Because the firing behavior measured with cell-attached recordings in our dataset was consistent with previous data performed in the current-clamp configuration, this set the stage for an examination of the synaptic drive that could explain the observed features of motoneuron activity, namely: (1) preferential activation of high-Rin motoneurons at slower locomotor speeds, (2) increased participation of lower Rin motoneurons at higher speeds, (3) reduced reliability of firing of the highest Rin motoneurons at higher speeds, and (4) sharpening of spike timing in all motoneurons at increased locomotor speeds.
Excitatory drive to motoneurons
There are two forms of excitation to axial motoneurons during undulatory swimming (Roberts et al., 1998; Grillner, 2006): rhythmic excitation arriving in-phase, which drives the cyclical bursts of motor activity, and tonic excitation evident in anti-phase, which provides a background source of depolarizing drive. For the purposes of this study, we will use the terms in-phase and anti-phase to categorize these different forms of excitation. How does excitation vary with speed and Rin across the axial motor pool? Figure 2, A–C, illustrates EPSCs in response to a brief electrical stimulus in low-, middle-, and high-Rin motoneurons. In all three groups we observed rhythmic EPSCs in-phase with ipsilateral motor bursts and a more tonic, anti-phase excitatory drive (Fig. 2A–C). This pattern was present in all motoneurons across the entire range of locomotor speeds, as demonstrated in waterfall plots averaging the excitatory drive in each group at different frequency bins (Fig. 2D–F). As expected from biophysical principles and earlier observations (Menelaou and McLean, 2012), lower Rin motoneurons are recipients of stronger (larger amplitude) excitatory synaptic drive (Fig. 2A–C, right). Notably, these differences were speed and phase dependent. At slow speeds, all three groups received comparable amplitude in-phase EPSCs, while the low-Rin motoneurons received more tonic, anti-phase excitatory drive than mid- and high-Rin motoneurons (Fig. 2G; Mann–Whitney U tests for in-phase values: “low-mid,” U(15) = 42, p > 0.05; “low-high,” U(16) = 33, p > 0.05; “mid-high,” U(9) = 24, p > 0.05; for anti-phase values: low-mid, U(15) = 54, p < 0.05; low-high, U(16) = 69, p < 0.01; mid-high, U(9) = 9, p > 0.05). At faster speeds excitatory input diverges dramatically, with low-Rin motoneurons exhibiting significantly more of both in-phase and anti-phase excitatory drive than middle- and high-Rin motoneurons (Fig. 2H; Mann–Whitney U tests for in-phase values: low-mid, U(15) = 56, p < 0.05; low-high, U(16) = 72, p < 0.01; mid-high, U(9) = 2, p < 0.05. For anti-phase values: low-mid, U(15) = 59, p < 0.01; low-high, U(16) = 72, p < 0.01; mid-high, U(9) = 2, p < 0.05). Analysis of the peak synaptic excitation at fast swimming speeds reveals an inverse relationship between maximal excitatory input and motoneuron Rin, with strongest synaptic drive to the lowest Rin motoneurons (Fig. 2I; Spearman rank R correlation test, Rs(21) = –0.87, p < 0.001).
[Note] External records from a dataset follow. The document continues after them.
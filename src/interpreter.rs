use std::fmt;
use std::ops::{Add, Mul, Neg, Sub};

use crate::parser::{Call, Expression, Operator, OperatorName, Value};

/// How many operands an operator accepts.
#[derive(Debug, Clone, Copy, PartialEq, Eq)]
pub enum Arity {
    AtLeast(usize),
    Exactly(usize),
}

impl Arity {
    fn admits(self, got: usize) -> bool {
        match self {
            Self::AtLeast(n) => got >= n,
            Self::Exactly(n) => got == n,
        }
    }
}

impl fmt::Display for Arity {
    fn fmt(&self, f: &mut fmt::Formatter<'_>) -> fmt::Result {
        let (qualifier, n) = match self {
            Self::AtLeast(n) => ("at least", n),
            Self::Exactly(n) => ("exactly", n),
        };
        let noun = if *n == 1 { "argument" } else { "arguments" };
        write!(f, "{qualifier} {n} {noun}")
    }
}

#[derive(thiserror::Error, Debug, Clone, PartialEq, Eq)]
pub enum EvalError {
    #[error("{operator} requires {expected}, got {got}")]
    ArityError {
        operator: OperatorName,
        got: usize,
        expected: Arity,
    },

    #[error("{0}: division by zero")]
    DivisionByZero(OperatorName),
}

impl EvalError {
    pub fn kind(&self) -> &'static str {
        match self {
            Self::ArityError { .. } => "ArityError",
            Self::DivisionByZero(_) => "DivisionByZero",
        }
    }
}

// Integer arithmetic that overflows i64 continues in floating point.
macro_rules! op {
    ( $t: ident, $f: ident, $checked: ident ) => {
        impl $t for Value {
            type Output = Value;

            fn $f(self, rhs: Self) -> Self::Output {
                match (self, rhs) {
                    (Self::Integer(l), Self::Integer(r)) => l
                        .$checked(r)
                        .map_or_else(|| Self::Float((l as f64).$f(r as f64)), Self::Integer),
                    (l, r) => Self::Float(l.as_float().$f(r.as_float())),
                }
            }
        }
    };
}

op!(Add, add, checked_add);
op!(Sub, sub, checked_sub);
op!(Mul, mul, checked_mul);

impl Neg for Value {
    type Output = Value;

    fn neg(self) -> Self::Output {
        match self {
            Self::Integer(i) => i
                .checked_neg()
                .map_or_else(|| Self::Float(-(i as f64)), Self::Integer),
            Self::Float(f) => Self::Float(-f),
        }
    }
}

/// True division; always a float.
fn divide(numerator: Value, denominator: Value) -> Value {
    Value::Float(numerator.as_float() / denominator.as_float())
}

/// Floored modulo: a non-zero result takes the sign of the divisor.
fn modulo(numerator: Value, denominator: Value) -> Value {
    match (numerator, denominator) {
        (Value::Integer(n), Value::Integer(d)) => {
            // only i64::MIN % -1 fails, and its remainder is 0
            let r = n.checked_rem(d).unwrap_or(0);
            if r != 0 && (r < 0) != (d < 0) {
                Value::Integer(r + d)
            } else {
                Value::Integer(r)
            }
        }
        (n, d) => {
            let (n, d) = (n.as_float(), d.as_float());
            let r = n % d;
            if r == 0.0 {
                Value::Float(0.0_f64.copysign(d))
            } else if (r < 0.0) != (d < 0.0) {
                Value::Float(r + d)
            } else {
                Value::Float(r)
            }
        }
    }
}

/// Integer result for an integer base and a non-negative integer exponent.
fn power(base: Value, exponent: Value) -> Value {
    match (base, exponent) {
        // bases whose powers never leave {-1, 0, 1}, whatever the exponent
        (Value::Integer(0), Value::Integer(0)) => Value::Integer(1),
        (Value::Integer(b @ (0 | 1)), Value::Integer(e)) if e >= 0 => Value::Integer(b),
        (Value::Integer(-1), Value::Integer(e)) if e >= 0 => {
            Value::Integer(if e % 2 == 0 { 1 } else { -1 })
        }
        (Value::Integer(b), Value::Integer(e)) if e >= 0 => u32::try_from(e)
            .ok()
            .and_then(|e| b.checked_pow(e))
            .map_or_else(|| Value::Float((b as f64).powf(e as f64)), Value::Integer),
        (b, e) => Value::Float(b.as_float().powf(e.as_float())),
    }
}

fn arity_error(name: OperatorName, args: &[Value], expected: Arity) -> EvalError {
    EvalError::ArityError {
        operator: name,
        got: args.len(),
        expected,
    }
}

fn check_arity(name: OperatorName, args: &[Value], expected: Arity) -> Result<(), EvalError> {
    if expected.admits(args.len()) {
        Ok(())
    } else {
        Err(arity_error(name, args, expected))
    }
}

fn binary(name: OperatorName, args: &[Value]) -> Result<(Value, Value), EvalError> {
    check_arity(name, args, Arity::Exactly(2))?;
    Ok((args[0], args[1]))
}

fn nonzero_denominator(name: OperatorName, args: &[Value]) -> Result<(Value, Value), EvalError> {
    let (numerator, denominator) = binary(name, args)?;
    if denominator.is_zero() {
        return Err(EvalError::DivisionByZero(name));
    }
    Ok((numerator, denominator))
}

/// Applies the named operator to already evaluated arguments.
pub fn apply(name: OperatorName, args: &[Value]) -> Result<Value, EvalError> {
    tracing::trace!(operator = %name, ?args, "apply");
    match name.operator() {
        Operator::Add => Ok(args.iter().fold(Value::Integer(0), |acc, &arg| acc + arg)),
        Operator::Subtract => match args {
            [] => Err(arity_error(name, args, Arity::AtLeast(1))),
            [only] => Ok(-*only),
            [first, rest @ ..] => Ok(rest.iter().fold(*first, |acc, &arg| acc - arg)),
        },
        Operator::Multiply => Ok(args.iter().fold(Value::Integer(1), |acc, &arg| acc * arg)),
        Operator::Divide => nonzero_denominator(name, args).map(|(n, d)| divide(n, d)),
        Operator::Modulo => nonzero_denominator(name, args).map(|(n, d)| modulo(n, d)),
        Operator::Power => binary(name, args).map(|(base, exponent)| power(base, exponent)),
    }
}

enum Task<'e> {
    Evaluate(&'e Expression),
    Apply(&'e Call),
}

/// Reduces an expression tree to a single value. Operands are evaluated
/// left to right and the first failure is returned. The walk uses an
/// explicit stack, so deep nesting cannot exhaust the call stack.
pub fn evaluate(expression: &Expression) -> Result<Value, EvalError> {
    let mut tasks = vec![Task::Evaluate(expression)];
    let mut values: Vec<Value> = vec![];
    while let Some(task) = tasks.pop() {
        match task {
            Task::Evaluate(Expression::Literal(value)) => values.push(*value),
            Task::Evaluate(Expression::Call(call)) => {
                tasks.push(Task::Apply(call));
                tasks.extend(call.operands().iter().rev().map(Task::Evaluate));
            }
            Task::Apply(call) => {
                let args = values.split_off(values.len() - call.operands().len());
                values.push(apply(call.name(), &args)?);
            }
        }
    }
    debug_assert_eq!(values.len(), 1);
    Ok(values[0])
}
This preferential excitatory input to lower Rin motoneurons at higher swim speeds is reflected in systematic differences in the excitatory gain for motoneurons within each group as a function of Rin (Fig. 2J–L). When calculated on a cell-by-cell basis for motoneurons, excitatory synaptic gain is also inversely correlated with Rin, with highest synaptic gains in the lowest Rin motoneurons (Fig. 2M; Spearman rank R correlation test, Rs(21) = –0.80, p < 0.001). Consequently, both peak current and excitatory gain across speeds in motoneurons are inversely correlated with Rin, consistent with systematic differences in the distribution of excitatory drive to different motoneurons based on their excitability.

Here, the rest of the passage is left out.